EXERCISE GOAL: Nothing outside the range is wanted. Repeat exactly the lines below from the one with "range actually applied" through the one with "over every outcome".

Collected data entries:
§ §
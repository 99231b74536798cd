//! Backtesting engine: replay disclosed trades against historical prices.
//!
//! The engine models only what the public could have done: every simulated
//! entry happens on the disclosure date, never the transaction date, so the
//! disclosure lag is structural. Each surviving trade is replayed once per
//! configured holding period and the outcomes are reduced to performance
//! reports.

use std::collections::{BTreeMap, HashMap, HashSet};
use std::sync::Arc;
use std::time::Duration;

use chrono::{NaiveDate, Utc};
use rust_decimal::prelude::ToPrimitive;
use rust_decimal::Decimal;
use tracing::{debug, info, warn};

use crate::api::PriceSource;
use crate::metrics::MetricsCalculator;
use crate::models::{DisclosedTrade, MetricsReport, SimulatedOutcome};
use crate::trading::StrategyPolicy;

/// Days searched on each side of a target date when the market was closed.
const PRICE_WINDOW_DAYS: i64 = 7;

/// Report progress every this many trades.
const PROGRESS_EVERY: usize = 10;

/// Pause after every this many trades to stay friendly to the price source.
const THROTTLE_EVERY: usize = 50;

/// Observer for incremental backtest progress.
///
/// Purely observational; implementations must not affect results.
pub trait ProgressObserver: Send + Sync {
    fn on_progress(&self, completed: usize, total: usize);
}

/// Observer that ignores all progress updates.
pub struct NoopProgress;

impl ProgressObserver for NoopProgress {
    fn on_progress(&self, _completed: usize, _total: usize) {}
}

/// Full result of one backtest run.
#[derive(Debug, Clone)]
pub struct BacktestSummary {
    /// Strategy name as reported by the policy
    pub strategy: String,

    /// Disclosure-date range actually applied
    pub start: Option<NaiveDate>,
    pub end: Option<NaiveDate>,

    /// Trades surviving the strategy filter (before price resolution)
    pub total_trades_tested: usize,

    /// All successfully simulated outcomes
    pub outcomes: Vec<SimulatedOutcome>,

    /// Tickers with at least one unresolvable price
    pub failed_tickers: Vec<String>,

    /// Metrics over every outcome
    pub overall: MetricsReport,

    /// Metrics per holding period
    pub by_period: BTreeMap<u32, MetricsReport>,
}

impl std::fmt::Display for BacktestSummary {
    fn fmt(&self, f: &mut std::fmt::Formatter<'_>) -> std::fmt::Result {
        writeln!(f, "\n{:=^60}", " BACKTEST RESULTS ")?;
        writeln!(f)?;
        writeln!(f, "Strategy: {}", self.strategy)?;
        if let (Some(start), Some(end)) = (self.start, self.end) {
            writeln!(f, "Period:   {} to {}", start, end)?;
        }
        writeln!(
            f,
            "Tested:   {} trades ({} simulated outcomes)",
            self.total_trades_tested,
            self.outcomes.len()
        )?;
        if !self.failed_tickers.is_empty() {
            writeln!(f, "No price data for {} tickers", self.failed_tickers.len())?;
        }
        writeln!(f)?;
        write!(f, "{}", self.overall)?;

        for (period, report) in &self.by_period {
            writeln!(f)?;
            writeln!(f, "{:-^60}", format!(" {period}-day holding period "))?;
            write!(f, "{report}")?;
        }

        writeln!(f, "{:=^60}", "")?;
        Ok(())
    }
}

/// Backtesting engine.
///
/// Owns a run-scoped price cache; construct one engine per logical run (or
/// call [`clear_cache`] in between) rather than sharing an instance across
/// concurrent simulations.
///
/// [`clear_cache`]: BacktestEngine::clear_cache
pub struct BacktestEngine {
    oracle: Arc<dyn PriceSource>,
    holding_periods: Vec<u32>,
    today: NaiveDate,
    price_cache: HashMap<(String, NaiveDate), Option<Decimal>>,
}

impl BacktestEngine {
    /// Create an engine with the given price source and holding periods.
    pub fn new(oracle: Arc<dyn PriceSource>, holding_periods: Vec<u32>) -> Self {
        Self::with_today(oracle, holding_periods, Utc::now().date_naive())
    }

    /// Create an engine with a fixed "today" for deterministic replays.
    pub fn with_today(
        oracle: Arc<dyn PriceSource>,
        holding_periods: Vec<u32>,
        today: NaiveDate,
    ) -> Self {
        let holding_periods = if holding_periods.is_empty() {
            vec![30, 60, 90]
        } else {
            holding_periods
        };

        Self {
            oracle,
            holding_periods,
            today,
            price_cache: HashMap::new(),
        }
    }

    /// Empty the price cache.
    pub fn clear_cache(&mut self) {
        self.price_cache.clear();
        info!("Price cache cleared");
    }

    /// Run a backtest for one strategy over a disclosure set.
    ///
    /// Individual price failures are non-fatal: they accumulate in
    /// `failed_tickers` and the run always produces a well-formed summary,
    /// zeroed when nothing could be simulated.
    pub async fn run(
        &mut self,
        policy: &dyn StrategyPolicy,
        disclosures: &[DisclosedTrade],
        start: Option<NaiveDate>,
        end: Option<NaiveDate>,
        max_trades: Option<usize>,
        progress: &dyn ProgressObserver,
    ) -> BacktestSummary {
        info!(strategy = policy.name(), "Starting backtest");

        // Select on disclosure date: the earliest date a follower could act
        let mut selected: Vec<DisclosedTrade> = disclosures
            .iter()
            .filter(|t| {
                start.map_or(true, |s| t.disclosure_date >= s)
                    && end.map_or(true, |e| t.disclosure_date <= e)
            })
            .cloned()
            .collect();
        selected.sort_by_key(|t| t.disclosure_date);

        info!(count = selected.len(), "Selected disclosures in range");

        let mut filtered = policy.filter(&selected);
        info!(count = filtered.len(), "Strategy filtered trades");

        if let Some(max) = max_trades {
            filtered.truncate(max);
        }

        let total = filtered.len();
        let mut outcomes: Vec<SimulatedOutcome> = Vec::new();
        let mut failed_tickers: HashSet<String> = HashSet::new();
        let holding_periods = self.holding_periods.clone();

        for (i, trade) in filtered.iter().enumerate() {
            if i % PROGRESS_EVERY == 0 {
                progress.on_progress(i, total);
            }

            for &holding_period in &holding_periods {
                match self.simulate_trade(trade, holding_period).await {
                    Some(outcome) => outcomes.push(outcome),
                    None => {
                        // Future exits are simply not evaluable yet; only a
                        // missing price marks the ticker as failed
                        let exit_date =
                            trade.disclosure_date + chrono::Duration::days(holding_period as i64);
                        if exit_date <= self.today {
                            failed_tickers.insert(trade.ticker.clone());
                        }
                    }
                }
            }

            if i > 0 && i % THROTTLE_EVERY == 0 {
                tokio::time::sleep(Duration::from_secs(1)).await;
            }
        }

        info!(outcomes = outcomes.len(), "Completed backtest");
        if !failed_tickers.is_empty() {
            warn!(
                count = failed_tickers.len(),
                "Failed to resolve prices for some tickers"
            );
        }

        let overall = MetricsCalculator::from_outcomes(&outcomes);
        let by_period = MetricsCalculator::by_holding_period(&outcomes, &self.holding_periods);

        let mut failed_tickers: Vec<String> = failed_tickers.into_iter().collect();
        failed_tickers.sort();

        BacktestSummary {
            strategy: policy.name().to_string(),
            start,
            end,
            total_trades_tested: total,
            outcomes,
            failed_tickers,
            overall,
            by_period,
        }
    }

    /// Simulate one trade at one holding period.
    async fn simulate_trade(
        &mut self,
        trade: &DisclosedTrade,
        holding_period: u32,
    ) -> Option<SimulatedOutcome> {
        let entry_date = trade.disclosure_date;
        let exit_date = entry_date + chrono::Duration::days(holding_period as i64);

        // Never simulate into the future
        if exit_date > self.today {
            return None;
        }

        let entry_price = self.resolve_price(&trade.ticker, entry_date).await?;
        let exit_price = self.resolve_price(&trade.ticker, exit_date).await?;

        let return_pct =
            ((exit_price - entry_price) / entry_price * Decimal::ONE_HUNDRED).to_f64()?;

        Some(SimulatedOutcome {
            ticker: trade.ticker.clone(),
            politician: trade.politician.clone(),
            transaction_date: trade.transaction_date,
            disclosure_date: trade.disclosure_date,
            entry_date,
            exit_date,
            entry_price,
            exit_price,
            return_pct,
            holding_period_days: holding_period,
            estimated_amount: trade.estimated_amount,
        })
    }

    /// Resolve a closing price for a ticker on or near a date.
    ///
    /// Queries a window around the target to tolerate weekends and holidays,
    /// preferring the exact date and otherwise the smallest absolute
    /// day-offset. Misses are cached too, so a dead ticker costs one lookup
    /// per date.
    async fn resolve_price(&mut self, ticker: &str, date: NaiveDate) -> Option<Decimal> {
        let cache_key = (ticker.to_string(), date);
        if let Some(cached) = self.price_cache.get(&cache_key) {
            return *cached;
        }

        let window_start = date - chrono::Duration::days(PRICE_WINDOW_DAYS);
        let window_end = date + chrono::Duration::days(PRICE_WINDOW_DAYS);

        let closes = match self
            .oracle
            .daily_closes(ticker, window_start, window_end)
            .await
        {
            Ok(closes) => closes,
            Err(e) => {
                debug!(ticker = %ticker, date = %date, error = %e, "Price lookup failed");
                self.price_cache.insert(cache_key, None);
                return None;
            }
        };

        let price = closes
            .iter()
            .min_by_key(|dc| (dc.date - date).num_days().abs())
            .map(|dc| {
                if dc.date != date {
                    debug!(
                        ticker = %ticker,
                        requested = %date,
                        used = %dc.date,
                        "Using nearest trading day"
                    );
                }
                dc.close
            });

        if price.is_none() {
            debug!(ticker = %ticker, date = %date, "No price data in window");
        }

        self.price_cache.insert(cache_key, price);
        price
    }
}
§ §
OUTPUT OF THE TASK:
    /// Disclosure-date range actually applied
    pub start: Option<NaiveDate>,
    pub end: Option<NaiveDate>,

    /// Trades surviving the strategy filter (before price resolution)
    pub total_trades_tested: usize,

    /// All successfully simulated outcomes
    pub outcomes: Vec<SimulatedOutcome>,

    /// Tickers with at least one unresolvable price
    pub failed_tickers: Vec<String>,

    /// Metrics over every outcome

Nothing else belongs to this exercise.